The  is a small museum in Kamakura, Kanagawa, Japan, that contains material about writers who have lived, died, or were active in the city of Kamakura itself. The museum displays personal effects, manuscripts, first editions, and documents owned by well over a hundred writers of Japanese literature, including Natsume Sōseki and Kawabata Yasunari, as well as film director Yasujirō Ozu. The villa that hosts the museum, its large garden and its rose garden are also of great interest.

The plaque in front of the villa says:

Kamakura Museum of Literature (a villa of the old, noble Maeda family)

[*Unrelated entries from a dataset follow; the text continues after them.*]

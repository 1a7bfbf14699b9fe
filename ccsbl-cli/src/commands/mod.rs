//! Command implementations.
//!
//! Each group of subcommands lives in its own module. Commands that talk to
//! the device go through [`with_session`], which connects, runs the command
//! and resets the device afterwards.

pub(crate) mod completions;
pub(crate) mod device;
pub(crate) mod flash;
pub(crate) mod memory;

use anyhow::{Context, Result};
use ccsbl::{ConnectOptions, EventSink, NativePort, SerialConfig, Session, SessionState};
use console::style;
use indicatif::{ProgressBar, ProgressDrawTarget, ProgressStyle};
use log::{debug, warn};

use crate::config::Config;
use crate::{Cli, get_port, use_fancy_output};

/// Progress bar shared between a command and its session.
#[derive(Clone)]
pub(crate) struct Ui {
    bar: ProgressBar,
    quiet: bool,
}

impl Ui {
    fn new(quiet: bool) -> Self {
        let bar = if quiet || !use_fancy_output() {
            ProgressBar::hidden()
        } else {
            let bar = ProgressBar::new(100);
            #[allow(clippy::unwrap_used)] // Static template string
            bar.set_style(
                ProgressStyle::default_bar()
                    .template("{spinner:.green} [{elapsed_precise}] [{bar:40.cyan/blue}] {pos}% {msg}")
                    .unwrap()
                    .progress_chars("#>-"),
            );
            bar.set_draw_target(ProgressDrawTarget::stderr());
            bar
        };
        Self { bar, quiet }
    }

    /// Start a new step on the bar.
    pub(crate) fn step(&self, message: &str) {
        self.bar.reset();
        self.bar.set_message(message.to_string());
    }

    /// Print a line on stderr without tearing the bar.
    pub(crate) fn note(&self, icon: console::StyledObject<&str>, message: &str) {
        if !self.quiet {
            self.bar.suspend(|| eprintln!("{icon} {message}"));
        }
    }

    /// Complete the bar.
    pub(crate) fn done(&self) {
        self.bar.finish_and_clear();
    }
}

/// Session sink that drives the progress bar.
struct ProgressSink {
    bar: ProgressBar,
}

impl EventSink for ProgressSink {
    fn on_status(&mut self, text: &str, is_error: bool) {
        if is_error {
            // The error itself reaches the user through the command's result.
            debug!("{text}");
        } else {
            self.bar.set_message(text.to_string());
        }
    }

    fn on_progress(&mut self, percent: u32) {
        self.bar.set_position(u64::from(percent));
    }
}

/// Connect to the device, run `body`, then reset the device and release
/// the port.
///
/// The reset is skipped when the session is no longer connected, e.g. after
/// the bootloader was disabled by written data.
pub(crate) fn with_session<T>(
    cli: &Cli,
    config: &mut Config,
    body: impl FnOnce(&mut Session<NativePort>, &Ui) -> Result<T>,
) -> Result<T> {
    let port = get_port(cli, config)?;
    let baud = cli.baud(config);
    let family = cli.family(config);
    let ui = Ui::new(cli.quiet);

    ui.note(
        style("🔌").cyan(),
        &format!("Using {port} @ {baud} baud ({family})"),
    );

    let options = ConnectOptions::default()
        .with_entry(cli.entry(config).into())
        .with_xosc(cli.xosc);
    let mut session = Session::open(&SerialConfig::new(&port, baud), family)
        .with_context(|| format!("Cannot open {port}"))?
        .with_options(options)
        .with_sink(ProgressSink {
            bar: ui.bar.clone(),
        });

    ui.note(style("⏳").yellow(), "Connecting to bootloader...");
    let info = session
        .connect()
        .with_context(|| format!("No bootloader answered on {port}"))?;
    ui.note(style("✓").green(), &format!("Connected: {info}"));

    let result = body(&mut session, &ui);
    ui.done();

    if session.state() == SessionState::Ready {
        match session.reset() {
            Ok(()) => ui.note(style("🔄").cyan(), "Device reset"),
            Err(e) if result.is_ok() => return Err(e).context("Resetting device"),
            Err(e) => warn!("Reset after failure also failed: {e}"),
        }
    }
    if let Err(e) = session.close() {
        debug!("Closing port: {e}");
    }

    result
}
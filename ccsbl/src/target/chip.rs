//! Chip family abstraction.
//!
//! The two supported families share the wire protocol but differ in address
//! map, size registers, erase addressing and a handful of command ids.

use std::fmt;

use crate::protocol::Command;
use crate::target::profile::{CC26XX, CC2538, DeviceProfile};

/// Supported chip families.
#[derive(Debug, Clone, Copy, PartialEq, Eq, Hash, Default)]
#[cfg_attr(feature = "serde", derive(serde::Serialize, serde::Deserialize))]
pub enum ChipFamily {
    /// CC2538 (flash at 0x0020_0000).
    Cc2538,
    /// CC13xx/CC26xx (CC2650, CC2640, CC1310, ...).
    #[default]
    Cc26xx,
}

/// Silicon revision, relevant for CC26xx only.
#[derive(Debug, Clone, Copy, PartialEq, Eq, Hash, Default)]
#[cfg_attr(feature = "serde", derive(serde::Serialize, serde::Deserialize))]
pub enum Revision {
    /// Early silicon: alternate command ids and a smaller RAM table.
    Rev1,
    /// Production silicon.
    #[default]
    Rev2,
}

impl fmt::Display for Revision {
    fn fmt(&self, f: &mut fmt::Formatter<'_>) -> fmt::Result {
        match self {
            Self::Rev1 => write!(f, "1"),
            Self::Rev2 => write!(f, "2"),
        }
    }
}

impl ChipFamily {
    /// Get default baud rate for this chip family.
    #[must_use]
    pub fn default_baud(&self) -> u32 {
        115_200
    }

    /// Constant profile of this family.
    pub fn profile(self) -> &'static DeviceProfile {
        match self {
            Self::Cc2538 => &CC2538,
            Self::Cc26xx => &CC26XX,
        }
    }

    /// Get the chip family from a string name.
    pub fn from_name(name: &str) -> Option<Self> {
        match name.to_lowercase().as_str() {
            "cc2538" => Some(Self::Cc2538),
            "cc26xx" | "cc13xx" | "cc2650" | "cc2640" | "cc2630" | "cc2620" | "cc2670"
            | "cc1310" | "cc1350" => Some(Self::Cc26xx),
            _ => None,
        }
    }

    /// Get the chip family from a numeric part type such as `0x2650`.
    pub fn from_chip_type(chip_type: u32) -> Option<Self> {
        match chip_type {
            0x2538 => Some(Self::Cc2538),
            0x1310 | 0x1350 | 0x2620 | 0x2630 | 0x2640 | 0x2650 | 0x2670 => Some(Self::Cc26xx),
            _ => None,
        }
    }

    /// Silicon revision encoded in the top nibble of the chip id.
    pub fn revision_from_device_id(self, device_id: u32) -> Revision {
        match self {
            Self::Cc2538 => Revision::Rev2,
            Self::Cc26xx => match device_id >> 28 {
                0 | 1 => Revision::Rev1,
                _ => Revision::Rev2,
            },
        }
    }

    /// Wire id of `command` on this family, or `None` if the family lacks it.
    pub fn command_id(self, command: Command, revision: Revision) -> Option<u8> {
        match (self, command) {
            (Self::Cc2538, Command::BankErase | Command::SetCcfg) => None,
            (Self::Cc26xx, Command::SetXosc) => None,
            (Self::Cc26xx, _) if revision == Revision::Rev1 => Some(command.early_silicon_id()),
            _ => Some(command.standard_id()),
        }
    }

    /// Flash size in bytes from the flash size register.
    pub fn decode_flash_size(self, register: u32) -> u32 {
        match self {
            // Number of pages in bits [7:0].
            Self::Cc26xx => (register & 0xFF) * CC26XX.page_size,
            // DIECFG0.FLASH_SIZE in bits [6:4], 128 KB steps.
            Self::Cc2538 => match (register >> 4) & 0x07 {
                code @ 1..=4 => code * 0x2_0000,
                _ => 0x1_0000,
            },
        }
    }

    /// RAM size in bytes from the RAM size register.
    pub fn decode_ram_size(self, register: u32, revision: Revision) -> u32 {
        match self {
            Self::Cc26xx => match (revision, register & 0x03) {
                (Revision::Rev1, 3) => 0x4000,
                (Revision::Rev1, 2) => 0x2000,
                (Revision::Rev1, 1) => 0x1000,
                (Revision::Rev1, _) => 0x0800,
                (Revision::Rev2, 3) => 0x5000,
                (Revision::Rev2, 2) => 0x4000,
                (Revision::Rev2, 1) => 0x2800,
                (Revision::Rev2, _) => 0x1000,
            },
            // DIECFG0.SRAM_SIZE in bits [9:7] on top of the 16 KB always present.
            Self::Cc2538 => {
                0x4000
                    + match (register >> 7) & 0x07 {
                        0 => 0x4000,
                        1 => 0x2000,
                        _ => 0,
                    }
            },
        }
    }
}

impl fmt::Display for ChipFamily {
    fn fmt(&self, f: &mut fmt::Formatter<'_>) -> fmt::Result {
        match self {
            Self::Cc2538 => write!(f, "CC2538"),
            Self::Cc26xx => write!(f, "CC26xx"),
        }
    }
}
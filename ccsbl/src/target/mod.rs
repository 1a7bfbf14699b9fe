//! Device model: chip families and their constant profiles.

pub mod chip;
pub mod profile;

pub use chip::{ChipFamily, Revision};
pub use profile::{AddressRange, BootloaderEnable, CcfgField, DeviceProfile, EraseStyle};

The house was erected in 1936 by Toshinari Maeda (前田利為), the 16th head of the Maeda family, (part of the Kaga clan). It stands half way up a hill in Kamakura, overlooking Sagami Bay. It represents the villa architecture of those days. Eisaku Satō, a former Prime Minister and Nobel Peace Prize winner, once made use of it as his villa. It also appeared in a scene from "Spring Snow", a novel by Yukio Mishima, a well-known novelist. It opened to the public as Kamakura Museum of Literature in November 1985. The Main Building of the Kamakura Museum of Literature was registered as a National Registered Tangible Property in April 2000.

Museum data 
 Access: 7 minutes on foot from Enoden's Yuigahama station or 3 minutes from the Kaigan Dōri stop of the bus from Kamakura station to Fujisawa
 Open: from 9 to 5 between March and September, from 9 to 16:30 the rest of the year
 Ticket price: 400 yen. Extra fee for special exhibitions
 Address: Kamakura Museum of Literature, Hase 1-5-3, 〒 248-0016 Kamakura, Kanagawa

References

External links 
 Kamakura Trip website "Kamakura Museum of Literature" page (in English)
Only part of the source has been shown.